Spurred, presumably, by the hoo-ha, six years later, the delightful Sisley featured semi-delirious models snorting a white vest from a shiny table.

These are far from isolated violations. Ads for Benetton’s preppie pullovers have featured Aids victims and – I kid you not – a model with a black eye, next to the tag: Colours of Domestic Violence. Nice jumper though.

Balenciaga boot on Kim Kardashian
Balenciaga boot on Kim Kardashian

Miu Miu has been accused of fetishising under-age models in an ad that was eventually banned, and I’ve lost count of the houses that regularly feature shockingly thin models, despite the opprobrium this invariably incurs.

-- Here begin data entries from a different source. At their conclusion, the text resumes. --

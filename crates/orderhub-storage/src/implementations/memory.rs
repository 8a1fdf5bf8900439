//! In-memory storage backend.
//!
//! Useful for tests and single-process deployments where persistence across
//! restarts is not required. TTLs are honoured on read and by cleanup.

use crate::{StorageError, StorageFactory, StorageInterface, StorageRegistry};
use async_trait::async_trait;
use orderhub_types::{ConfigSchema, ImplementationRegistry, Schema, ValidationError};
use std::collections::HashMap;
use std::sync::Arc;
use std::time::{Duration, Instant};
use tokio::sync::RwLock;

#[derive(Debug, Clone)]
struct Entry {
	value: Vec<u8>,
	expires_at: Option<Instant>,
}

impl Entry {
	fn new(value: Vec<u8>, ttl: Option<Duration>) -> Self {
		Self {
			value,
			expires_at: ttl.filter(|t| !t.is_zero()).map(|t| Instant::now() + t),
		}
	}

	fn is_live(&self, now: Instant) -> bool {
		self.expires_at.is_none_or(|at| now < at)
	}
}

/// In-memory storage implementation.
pub struct MemoryStorage {
	store: Arc<RwLock<HashMap<String, Entry>>>,
}

impl MemoryStorage {
	pub fn new() -> Self {
		Self {
			store: Arc::new(RwLock::new(HashMap::new())),
		}
	}
}

impl Default for MemoryStorage {
	fn default() -> Self {
		Self::new()
	}
}

#[async_trait]
impl StorageInterface for MemoryStorage {
	async fn get_bytes(&self, key: &str) -> Result<Vec<u8>, StorageError> {
		let store = self.store.read().await;
		store
			.get(key)
			.filter(|entry| entry.is_live(Instant::now()))
			.map(|entry| entry.value.clone())
			.ok_or(StorageError::NotFound)
	}

	async fn set_bytes(
		&self,
		key: &str,
		value: Vec<u8>,
		ttl: Option<Duration>,
	) -> Result<(), StorageError> {
		let mut store = self.store.write().await;
		store.insert(key.to_string(), Entry::new(value, ttl));
		Ok(())
	}

	async fn delete(&self, key: &str) -> Result<(), StorageError> {
		let mut store = self.store.write().await;
		store.remove(key);
		Ok(())
	}

	async fn exists(&self, key: &str) -> Result<bool, StorageError> {
		let store = self.store.read().await;
		Ok(store
			.get(key)
			.is_some_and(|entry| entry.is_live(Instant::now())))
	}

	async fn list_keys(&self, namespace: &str) -> Result<Vec<String>, StorageError> {
		let prefix = format!("{}:", namespace);
		let now = Instant::now();
		let store = self.store.read().await;
		Ok(store
			.iter()
			.filter(|(key, entry)| key.starts_with(&prefix) && entry.is_live(now))
			.map(|(key, _)| key.clone())
			.collect())
	}

	async fn compare_and_swap(
		&self,
		key: &str,
		expected: Option<&[u8]>,
		new: Vec<u8>,
	) -> Result<bool, StorageError> {
		let mut store = self.store.write().await;
		let current = store
			.get(key)
			.filter(|entry| entry.is_live(Instant::now()))
			.map(|entry| entry.value.as_slice());
		if current != expected {
			return Ok(false);
		}
		store.insert(key.to_string(), Entry::new(new, None));
		Ok(true)
	}

	fn config_schema(&self) -> Box<dyn ConfigSchema> {
		Box::new(MemoryStorageSchema)
	}

	async fn cleanup_expired(&self) -> Result<usize, StorageError> {
		let now = Instant::now();
		let mut store = self.store.write().await;
		let before = store.len();
		store.retain(|_, entry| entry.is_live(now));
		Ok(before - store.len())
	}
}

/// Configuration schema for MemoryStorage. No fields.
pub struct MemoryStorageSchema;

impl ConfigSchema for MemoryStorageSchema {
	fn validate(&self, config: &toml::Value) -> Result<(), ValidationError> {
		Schema::new(vec![], vec![]).validate(config)
	}
}

/// Factory function to create a memory storage backend from configuration.
pub fn create_storage(config: &toml::Value) -> Result<Box<dyn StorageInterface>, StorageError> {
	MemoryStorageSchema
		.validate(config)
		.map_err(|e| StorageError::Configuration(e.to_string()))?;
	Ok(Box::new(MemoryStorage::new()))
}

/// Registry for the memory storage implementation.
pub struct Registry;

impl ImplementationRegistry for Registry {
	const NAME: &'static str = "memory";
	type Factory = StorageFactory;

	fn factory() -> Self::Factory {
		create_storage
	}
}

impl StorageRegistry for Registry {}
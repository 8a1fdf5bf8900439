//! Order aggregate types.
//!
//! This module defines the persisted shape of an order, its line items, the
//! status and payment enums driven by the state machine, and the append-only
//! status log written for every accepted transition.

use chrono::{DateTime, Utc};
use rust_decimal::Decimal;
use serde::{Deserialize, Serialize};
use std::fmt;

use crate::{Actor, ActorKind};

/// An order placed by a store with a single supplier.
///
/// Monetary invariants, maintained by [`Order::recalculate`]:
/// `total_amount == goods_amount + service_fee` and
/// `supplier_amount == goods_amount - markup_total`.
#[derive(Debug, Clone, PartialEq, Serialize, Deserialize)]
pub struct Order {
	/// Numeric identity.
	pub id: u64,
	/// Human-facing order number, `<unix-timestamp><6 digits>`.
	pub order_no: String,
	pub store_id: u64,
	pub supplier_id: u64,
	/// Line items with their markup snapshot.
	pub items: Vec<OrderItem>,
	/// Sum of final (marked-up) line prices.
	pub goods_amount: Decimal,
	/// Platform service fee charged on top of the goods amount.
	pub service_fee: Decimal,
	/// Sum of markups across all lines.
	pub markup_total: Decimal,
	/// Amount owed to the supplier.
	pub supplier_amount: Decimal,
	/// Amount charged to the store.
	pub total_amount: Decimal,
	/// Total quantity across all lines.
	pub item_count: u32,
	pub status: OrderStatus,
	pub payment_status: PaymentStatus,
	#[serde(default, skip_serializing_if = "Option::is_none")]
	pub payment: Option<PaymentInfo>,
	pub delivery: DeliverySnapshot,
	#[serde(default, skip_serializing_if = "Option::is_none")]
	pub cancellation: Option<Cancellation>,
	pub created_at: DateTime<Utc>,
	pub updated_at: DateTime<Utc>,
	#[serde(default, skip_serializing_if = "Option::is_none")]
	pub confirmed_at: Option<DateTime<Utc>>,
	#[serde(default, skip_serializing_if = "Option::is_none")]
	pub delivering_at: Option<DateTime<Utc>>,
	#[serde(default, skip_serializing_if = "Option::is_none")]
	pub completed_at: Option<DateTime<Utc>>,
	#[serde(default, skip_serializing_if = "Option::is_none")]
	pub restored_at: Option<DateTime<Utc>>,
	/// Soft-delete marker; archived orders are never physically removed.
	#[serde(default, skip_serializing_if = "Option::is_none")]
	pub deleted_at: Option<DateTime<Utc>>,
}

/// A single order line with the price snapshot taken at creation time.
#[derive(Debug, Clone, PartialEq, Serialize, Deserialize)]
pub struct OrderItem {
	pub sku_id: u64,
	pub name: String,
	pub quantity: u32,
	/// Supplier base price per unit.
	pub unit_price: Decimal,
	/// Markup per unit.
	pub markup_amount: Decimal,
	/// Price per unit charged to the store.
	pub final_price: Decimal,
	/// `final_price * quantity`.
	pub subtotal: Decimal,
	#[serde(default, skip_serializing_if = "Option::is_none")]
	pub markup_rule_id: Option<u64>,
	#[serde(default, skip_serializing_if = "Option::is_none")]
	pub markup_rule_name: Option<String>,
}

/// Delivery address captured when the order is submitted.
#[derive(Debug, Clone, Default, PartialEq, Eq, Serialize, Deserialize)]
pub struct DeliverySnapshot {
	pub contact_name: String,
	pub contact_phone: String,
	pub address: String,
	#[serde(default, skip_serializing_if = "Option::is_none")]
	pub remark: Option<String>,
}

/// Payment details stamped by a successful payment confirmation.
#[derive(Debug, Clone, PartialEq, Eq, Serialize, Deserialize)]
pub struct PaymentInfo {
	pub method: String,
	pub reference: String,
	pub paid_at: DateTime<Utc>,
}

/// Cancellation metadata stamped when an order enters `cancelled`.
#[derive(Debug, Clone, PartialEq, Eq, Serialize, Deserialize)]
pub struct Cancellation {
	pub reason: String,
	pub cancelled_by: ActorKind,
	pub cancelled_by_id: u64,
	pub cancelled_at: DateTime<Utc>,
}

/// Waybill registered by the supplier before delivery can start.
#[derive(Debug, Clone, PartialEq, Eq, Serialize, Deserialize)]
pub struct Shipment {
	pub order_id: u64,
	pub carrier: String,
	pub tracking_no: String,
	pub created_at: DateTime<Utc>,
}

/// Lifecycle status of an order.
#[derive(Debug, Clone, Copy, PartialEq, Eq, Hash, Serialize, Deserialize)]
#[serde(rename_all = "snake_case")]
pub enum OrderStatus {
	PendingPayment,
	PendingConfirm,
	Confirmed,
	Delivering,
	Completed,
	Cancelled,
}

impl OrderStatus {
	pub fn as_str(&self) -> &'static str {
		match self {
			OrderStatus::PendingPayment => "pending_payment",
			OrderStatus::PendingConfirm => "pending_confirm",
			OrderStatus::Confirmed => "confirmed",
			OrderStatus::Delivering => "delivering",
			OrderStatus::Completed => "completed",
			OrderStatus::Cancelled => "cancelled",
		}
	}

	/// `completed` and `cancelled` end forward progress.
	pub fn is_terminal(&self) -> bool {
		matches!(self, OrderStatus::Completed | OrderStatus::Cancelled)
	}

	pub fn all() -> impl Iterator<Item = Self> {
		[
			Self::PendingPayment,
			Self::PendingConfirm,
			Self::Confirmed,
			Self::Delivering,
			Self::Completed,
			Self::Cancelled,
		]
		.into_iter()
	}
}

impl fmt::Display for OrderStatus {
	fn fmt(&self, f: &mut fmt::Formatter<'_>) -> fmt::Result {
		f.write_str(self.as_str())
	}
}

/// Payment status tracked alongside the order status.
#[derive(Debug, Clone, Copy, PartialEq, Eq, Serialize, Deserialize)]
#[serde(rename_all = "snake_case")]
pub enum PaymentStatus {
	Unpaid,
	Paid,
	/// A paid order was cancelled; the refund is handled by the payment side.
	RefundPending,
}

/// Immutable audit record of one accepted status transition.
#[derive(Debug, Clone, PartialEq, Eq, Serialize, Deserialize)]
pub struct OrderStatusLog {
	pub id: u64,
	pub order_id: u64,
	/// `None` for the creation entry.
	pub from_status: Option<OrderStatus>,
	pub to_status: OrderStatus,
	pub actor_kind: ActorKind,
	pub actor_id: u64,
	pub remark: String,
	pub created_at: DateTime<Utc>,
}

impl Order {
	/// Recomputes the derived totals from the line items.
	pub fn recalculate(&mut self, service_fee_rate: Decimal) {
		self.goods_amount = self.items.iter().map(|i| i.subtotal).sum();
		self.markup_total = self
			.items
			.iter()
			.map(|i| i.markup_amount * Decimal::from(i.quantity))
			.sum();
		self.item_count = self.items.iter().map(|i| i.quantity).sum();
		self.service_fee = crate::round_money(self.goods_amount * service_fee_rate);
		self.total_amount = self.goods_amount + self.service_fee;
		self.supplier_amount = self.goods_amount - self.markup_total;
	}

	/// Whether `actor` is a party to this order (or privileged).
	pub fn is_visible_to(&self, actor: &Actor) -> bool {
		match actor {
			Actor::Store(id) => *id == self.store_id,
			Actor::Supplier(id) => *id == self.supplier_id,
			Actor::Admin(_) | Actor::System => true,
		}
	}

	pub fn is_archived(&self) -> bool {
		self.deleted_at.is_some()
	}
}

impl OrderItem {
	pub fn new(
		sku_id: u64,
		name: impl Into<String>,
		quantity: u32,
		unit_price: Decimal,
		markup_amount: Decimal,
	) -> Self {
		let final_price = unit_price + markup_amount;
		Self {
			sku_id,
			name: name.into(),
			quantity,
			unit_price,
			markup_amount,
			final_price,
			subtotal: final_price * Decimal::from(quantity),
			markup_rule_id: None,
			markup_rule_name: None,
		}
	}
}

#[cfg(test)]
mod tests {
	use super::*;

	fn sample_order(items: Vec<OrderItem>) -> Order {
		let now = Utc::now();
		Order {
			id: 1,
			order_no: "1700000000000001".into(),
			store_id: 10,
			supplier_id: 20,
			items,
			goods_amount: Decimal::ZERO,
			service_fee: Decimal::ZERO,
			markup_total: Decimal::ZERO,
			supplier_amount: Decimal::ZERO,
			total_amount: Decimal::ZERO,
			item_count: 0,
			status: OrderStatus::PendingPayment,
			payment_status: PaymentStatus::Unpaid,
			payment: None,
			delivery: DeliverySnapshot::default(),
			cancellation: None,
			created_at: now,
			updated_at: now,
			confirmed_at: None,
			delivering_at: None,
			completed_at: None,
			restored_at: None,
			deleted_at: None,
		}
	}

	#[test]
	fn test_recalculate_keeps_amount_invariants() {
		let mut order = sample_order(vec![
			OrderItem::new(1, "Rice", 4, Decimal::new(2000, 2), Decimal::new(200, 2)),
			OrderItem::new(2, "Oil", 1, Decimal::new(5050, 2), Decimal::ZERO),
		]);
		order.recalculate(Decimal::new(3, 3));

		assert_eq!(order.goods_amount, Decimal::new(13850, 2));
		assert_eq!(order.markup_total, Decimal::new(800, 2));
		assert_eq!(order.item_count, 5);
		assert_eq!(order.total_amount, order.goods_amount + order.service_fee);
		assert_eq!(
			order.supplier_amount,
			order.goods_amount - order.markup_total
		);
	}

	#[test]
	fn test_visibility_by_actor() {
		let order = sample_order(vec![]);
		assert!(order.is_visible_to(&Actor::Store(10)));
		assert!(!order.is_visible_to(&Actor::Store(11)));
		assert!(order.is_visible_to(&Actor::Supplier(20)));
		assert!(order.is_visible_to(&Actor::Admin(1)));
	}

	#[test]
	fn test_status_serialization_is_snake_case() {
		let json = serde_json::to_string(&OrderStatus::PendingConfirm).unwrap();
		assert_eq!(json, "\"pending_confirm\"");
		assert!(OrderStatus::Cancelled.is_terminal());
		assert!(!OrderStatus::Delivering.is_terminal());
	}
}
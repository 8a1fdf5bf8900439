//! Price markup resolution for the order hub.
//!
//! Given a calculation request and the current rule set, the engine selects
//! the single most specific effective rule and computes the markup. Resolution
//! is a pure function of `(rules, request, now)`; [`MarkupService`] only adds
//! an atomically swappable snapshot of the rule set on top.

use arc_swap::ArcSwap;
use chrono::{DateTime, Utc};
use orderhub_types::{round_money, MarkupKind, MarkupQuote, MarkupRequest, PriceMarkup};
use rust_decimal::Decimal;
use std::cmp::Reverse;
use std::sync::Arc;
use thiserror::Error;

pub mod resolver;
pub mod rules;

pub use resolver::resolve;
pub use rules::{specificity, validate_rule, MATERIAL_WEIGHT, CATEGORY_WEIGHT, STORE_WEIGHT, SUPPLIER_WEIGHT};

/// Errors raised when a rule definition is rejected.
#[derive(Debug, Error, PartialEq, Eq)]
pub enum MarkupError {
	#[error("Invalid rule: {0}")]
	InvalidRule(String),
}

/// An immutable, pre-sorted view of the rule set.
///
/// Rules are ordered by descending specificity, then explicit priority,
/// then recency, then id, so resolution is a first-match scan.
#[derive(Debug, Default)]
pub struct RuleSet {
	rules: Vec<PriceMarkup>,
}

impl RuleSet {
	pub fn new(mut rules: Vec<PriceMarkup>) -> Self {
		rules.sort_by_key(|rule| {
			(
				Reverse(rule.specificity),
				Reverse(rule.priority),
				Reverse(rule.created_at),
				Reverse(rule.id),
			)
		});
		Self { rules }
	}

	pub fn rules(&self) -> &[PriceMarkup] {
		&self.rules
	}

	pub fn len(&self) -> usize {
		self.rules.len()
	}

	pub fn is_empty(&self) -> bool {
		self.rules.is_empty()
	}

	/// Quotes `request` against this snapshot.
	pub fn quote(&self, request: &MarkupRequest, now: DateTime<Utc>) -> MarkupQuote {
		resolve(&self.rules, request, now)
	}
}

/// Shared handle to the currently published rule set.
///
/// Publishing replaces the snapshot wholesale. A calculation loads one
/// snapshot and uses it throughout, so it never observes a partial update.
pub struct MarkupService {
	snapshot: ArcSwap<RuleSet>,
}

impl Default for MarkupService {
	fn default() -> Self {
		Self::new(Vec::new())
	}
}

impl MarkupService {
	pub fn new(rules: Vec<PriceMarkup>) -> Self {
		Self {
			snapshot: ArcSwap::from_pointee(RuleSet::new(rules)),
		}
	}

	/// Replaces the published rule set.
	pub fn publish(&self, rules: Vec<PriceMarkup>) {
		self.snapshot.store(Arc::new(RuleSet::new(rules)));
	}

	/// Current snapshot.
	pub fn snapshot(&self) -> Arc<RuleSet> {
		self.snapshot.load_full()
	}

	pub fn calculate(&self, request: &MarkupRequest, now: DateTime<Utc>) -> MarkupQuote {
		self.snapshot.load().quote(request, now)
	}
}

/// Raw markup of a rule for `original_price`, clamped and rounded.
pub fn markup_amount(rule: &PriceMarkup, original_price: Decimal) -> Decimal {
	let raw = match rule.kind {
		MarkupKind::Fixed => rule.value,
		MarkupKind::Percentage => original_price * rule.value,
	};
	let mut amount = raw;
	if !rule.min_markup.is_zero() && amount < rule.min_markup {
		amount = rule.min_markup;
	}
	if !rule.max_markup.is_zero() && amount > rule.max_markup {
		amount = rule.max_markup;
	}
	round_money(amount)
}

#[cfg(test)]
pub(crate) mod test_support {
	use super::*;
	use chrono::TimeZone;

	pub fn epoch() -> DateTime<Utc> {
		Utc.with_ymd_and_hms(2024, 1, 1, 0, 0, 0).single().unwrap_or_default()
	}

	pub fn rule(id: u64, kind: MarkupKind, value: Decimal) -> PriceMarkup {
		PriceMarkup {
			id,
			name: format!("rule-{}", id),
			store_id: None,
			supplier_id: None,
			category_id: None,
			material_id: None,
			kind,
			value,
			min_markup: Decimal::ZERO,
			max_markup: Decimal::ZERO,
			specificity: 0,
			priority: 0,
			is_active: true,
			start_time: None,
			end_time: None,
			remark: None,
			created_at: epoch(),
			updated_at: epoch(),
		}
	}

	/// Recomputes specificity after the scoping fields were set.
	pub fn scoped(mut rule: PriceMarkup) -> PriceMarkup {
		rule.specificity = specificity(&rule);
		rule
	}
}
//! Builders for constructing configurations in tests.

pub mod config;

pub use config::ConfigBuilder;
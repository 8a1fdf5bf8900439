//! Utility functions shared across the order hub crates.

pub mod formatting;

pub use formatting::{round_money, truncate_chars, truncate_id};
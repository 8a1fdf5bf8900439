//! API types for the order hub HTTP surface.
//!
//! Request payloads are explicit per operation: every optional field maps to
//! one named, validated update. Errors are rendered as a structured
//! [`ErrorResponse`] with an HTTP status derived from the error kind.

use rust_decimal::Decimal;
use serde::{Deserialize, Serialize};
use std::fmt;

use crate::{AuditDecision, DeliverySnapshot};

/// One requested order line.
#[derive(Debug, Clone, Serialize, Deserialize)]
pub struct CreateOrderItem {
	pub sku_id: u64,
	pub quantity: i64,
	/// Base price the client saw; rejected if it no longer matches the catalog.
	#[serde(default)]
	pub unit_price: Option<Decimal>,
	/// Marked-up price the client saw; rejected if it no longer matches.
	#[serde(default)]
	pub final_price: Option<Decimal>,
}

/// Request for submitting a new order.
#[derive(Debug, Clone, Serialize, Deserialize)]
pub struct CreateOrderRequest {
	pub supplier_id: u64,
	pub items: Vec<CreateOrderItem>,
	pub delivery: DeliverySnapshot,
}

/// Identity of a freshly created order.
#[derive(Debug, Clone, PartialEq, Eq, Serialize, Deserialize)]
pub struct CreateOrderResponse {
	pub order_id: u64,
	pub order_no: String,
}

/// Payment confirmation reported by the payment collaborator.
#[derive(Debug, Clone, Serialize, Deserialize)]
pub struct ConfirmPaymentRequest {
	pub method: String,
	pub reference: String,
}

/// Waybill registration.
#[derive(Debug, Clone, Serialize, Deserialize)]
pub struct ShipmentRequest {
	pub carrier: String,
	pub tracking_no: String,
}

/// Free-text reason attached to cancellation and cancel requests.
#[derive(Debug, Clone, Default, Serialize, Deserialize)]
pub struct ReasonRequest {
	#[serde(default)]
	pub reason: String,
}

/// Admin resolution of a pending cancel request.
#[derive(Debug, Clone, Serialize, Deserialize)]
pub struct AuditCancelRequest {
	pub decision: AuditDecision,
	#[serde(default)]
	pub remark: String,
}

/// Optional remark for operations that carry no other input.
#[derive(Debug, Clone, Default, Serialize, Deserialize)]
pub struct RemarkRequest {
	#[serde(default)]
	pub remark: String,
}

/// Webhook endpoint registration.
#[derive(Debug, Clone, Serialize, Deserialize)]
pub struct RegisterEndpointRequest {
	pub url: String,
	#[serde(default = "default_true")]
	pub enabled: bool,
}

fn default_true() -> bool {
	true
}

/// API error response.
#[derive(Debug, Clone, Serialize, Deserialize)]
pub struct ErrorResponse {
	/// Error type/code
	pub error: String,
	/// Human-readable description
	pub message: String,
	/// Additional error context
	pub details: Option<serde_json::Value>,
	/// Suggested retry delay in seconds
	#[serde(rename = "retryAfter")]
	pub retry_after: Option<u64>,
}

/// Structured API error type with HTTP status mapping.
#[derive(Debug)]
pub enum APIError {
	/// Malformed or missing input (400)
	BadRequest {
		error_type: String,
		message: String,
		details: Option<serde_json::Value>,
	},
	/// Actor does not own or administer the target (403)
	Forbidden { error_type: String, message: String },
	/// Referenced entity does not exist (404)
	NotFound { error_type: String, message: String },
	/// Conflicting concurrent state, e.g. a pending cancel request (409)
	Conflict { error_type: String, message: String },
	/// Operation not legal from the current state (422)
	UnprocessableEntity {
		error_type: String,
		message: String,
		details: Option<serde_json::Value>,
	},
	/// A dependency is unreachable (503)
	ServiceUnavailable {
		error_type: String,
		message: String,
		retry_after: Option<u64>,
	},
	/// Internal server error (500)
	InternalServerError { error_type: String, message: String },
}

impl APIError {
	/// Get the HTTP status code for this error.
	pub fn status_code(&self) -> u16 {
		match self {
			APIError::BadRequest { .. } => 400,
			APIError::Forbidden { .. } => 403,
			APIError::NotFound { .. } => 404,
			APIError::Conflict { .. } => 409,
			APIError::UnprocessableEntity { .. } => 422,
			APIError::ServiceUnavailable { .. } => 503,
			APIError::InternalServerError { .. } => 500,
		}
	}

	/// Convert to ErrorResponse for JSON serialization.
	pub fn to_error_response(&self) -> ErrorResponse {
		let (error, message, details, retry_after) = match self {
			APIError::BadRequest {
				error_type,
				message,
				details,
			}
			| APIError::UnprocessableEntity {
				error_type,
				message,
				details,
			} => (error_type, message, details.clone(), None),
			APIError::Forbidden {
				error_type,
				message,
			}
			| APIError::NotFound {
				error_type,
				message,
			}
			| APIError::Conflict {
				error_type,
				message,
			}
			| APIError::InternalServerError {
				error_type,
				message,
			} => (error_type, message, None, None),
			APIError::ServiceUnavailable {
				error_type,
				message,
				retry_after,
			} => (error_type, message, None, *retry_after),
		};
		ErrorResponse {
			error: error.clone(),
			message: message.clone(),
			details,
			retry_after,
		}
	}
}

impl fmt::Display for APIError {
	fn fmt(&self, f: &mut fmt::Formatter<'_>) -> fmt::Result {
		let response = self.to_error_response();
		write!(f, "{} ({}): {}", response.error, self.status_code(), response.message)
	}
}

impl std::error::Error for APIError {}

#[cfg(feature = "axum")]
impl axum::response::IntoResponse for APIError {
	fn into_response(self) -> axum::response::Response {
		use axum::{http::StatusCode, response::Json};

		let status = StatusCode::from_u16(self.status_code())
			.unwrap_or(StatusCode::INTERNAL_SERVER_ERROR);
		(status, Json(self.to_error_response())).into_response()
	}
}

The thing is, the brands rarely suffer any long-term repercussions. Sometimes sales are actually boosted. So what if you’re lambasted on Fox TV. Ultimately everyone moves on, mores change and the world waits to be shocked by the next outrage. But perhaps this is different. The speed at which news is now consumed, mangled and vomited out on social media makes already volatile situations unpredictable and means that relatively mild infractions can land a brand in scalding water. The inclusion of the SCOTUS paper was either provocative or negligent, but lest we forget, it was from a document upholding laws that protect children, not a recommendation the legislation be dismantled.

It may be that Gvasalia loses his job. It’s not as if the label, under his stewardship, doesn’t have form when it comes to guerilla warfare, from fashion shows featuring models dressed as war refugees to the black, face-covering bodysuit Kim Kardashian wore to the Met Ball in 2021. A house that once dressed Gloria Guinness and Ava Gardner now makes most of its money from trainers, leading some critics to suggest Gvasalia’s time is up creatively anyway.

Gloria Guinness - WWD
Gloria Guinness - WWD

On the other hand, the Kering Group, which owns Balenciaga, has only just parted ways with Alessandro Michele, its star designer at Gucci. To lose two creative directors in a week would seem more than careless, but perhaps this latest furore, however synthetic it ultimately seems, provides some useful cover.